WORK TASK -> Which of the lines below holds the string "type"? Copy every line that does.

Entries taken from a collection:
····················

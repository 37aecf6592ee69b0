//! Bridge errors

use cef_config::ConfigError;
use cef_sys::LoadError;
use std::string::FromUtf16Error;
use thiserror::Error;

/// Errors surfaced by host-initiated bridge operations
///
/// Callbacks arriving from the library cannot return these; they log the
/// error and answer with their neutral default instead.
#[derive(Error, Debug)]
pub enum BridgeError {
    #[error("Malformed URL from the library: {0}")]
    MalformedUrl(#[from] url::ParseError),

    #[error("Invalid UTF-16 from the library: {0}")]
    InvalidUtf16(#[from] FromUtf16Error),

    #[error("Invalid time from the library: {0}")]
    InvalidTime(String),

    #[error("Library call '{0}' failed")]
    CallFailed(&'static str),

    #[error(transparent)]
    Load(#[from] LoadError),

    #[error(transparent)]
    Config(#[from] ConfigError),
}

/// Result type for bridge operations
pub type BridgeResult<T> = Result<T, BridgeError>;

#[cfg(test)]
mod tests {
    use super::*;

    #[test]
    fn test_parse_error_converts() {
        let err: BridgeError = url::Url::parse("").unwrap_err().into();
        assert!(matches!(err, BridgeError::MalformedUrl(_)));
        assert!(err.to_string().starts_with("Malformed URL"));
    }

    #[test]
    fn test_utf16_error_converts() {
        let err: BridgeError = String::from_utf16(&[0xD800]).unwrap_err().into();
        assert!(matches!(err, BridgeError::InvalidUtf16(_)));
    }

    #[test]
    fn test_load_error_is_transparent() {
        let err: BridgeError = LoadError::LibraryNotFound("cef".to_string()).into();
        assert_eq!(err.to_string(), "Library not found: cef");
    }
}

····················

WORKED SOLUTION ->
/// Result type for bridge operations
pub type BridgeResult<T> = Result<T, BridgeError>;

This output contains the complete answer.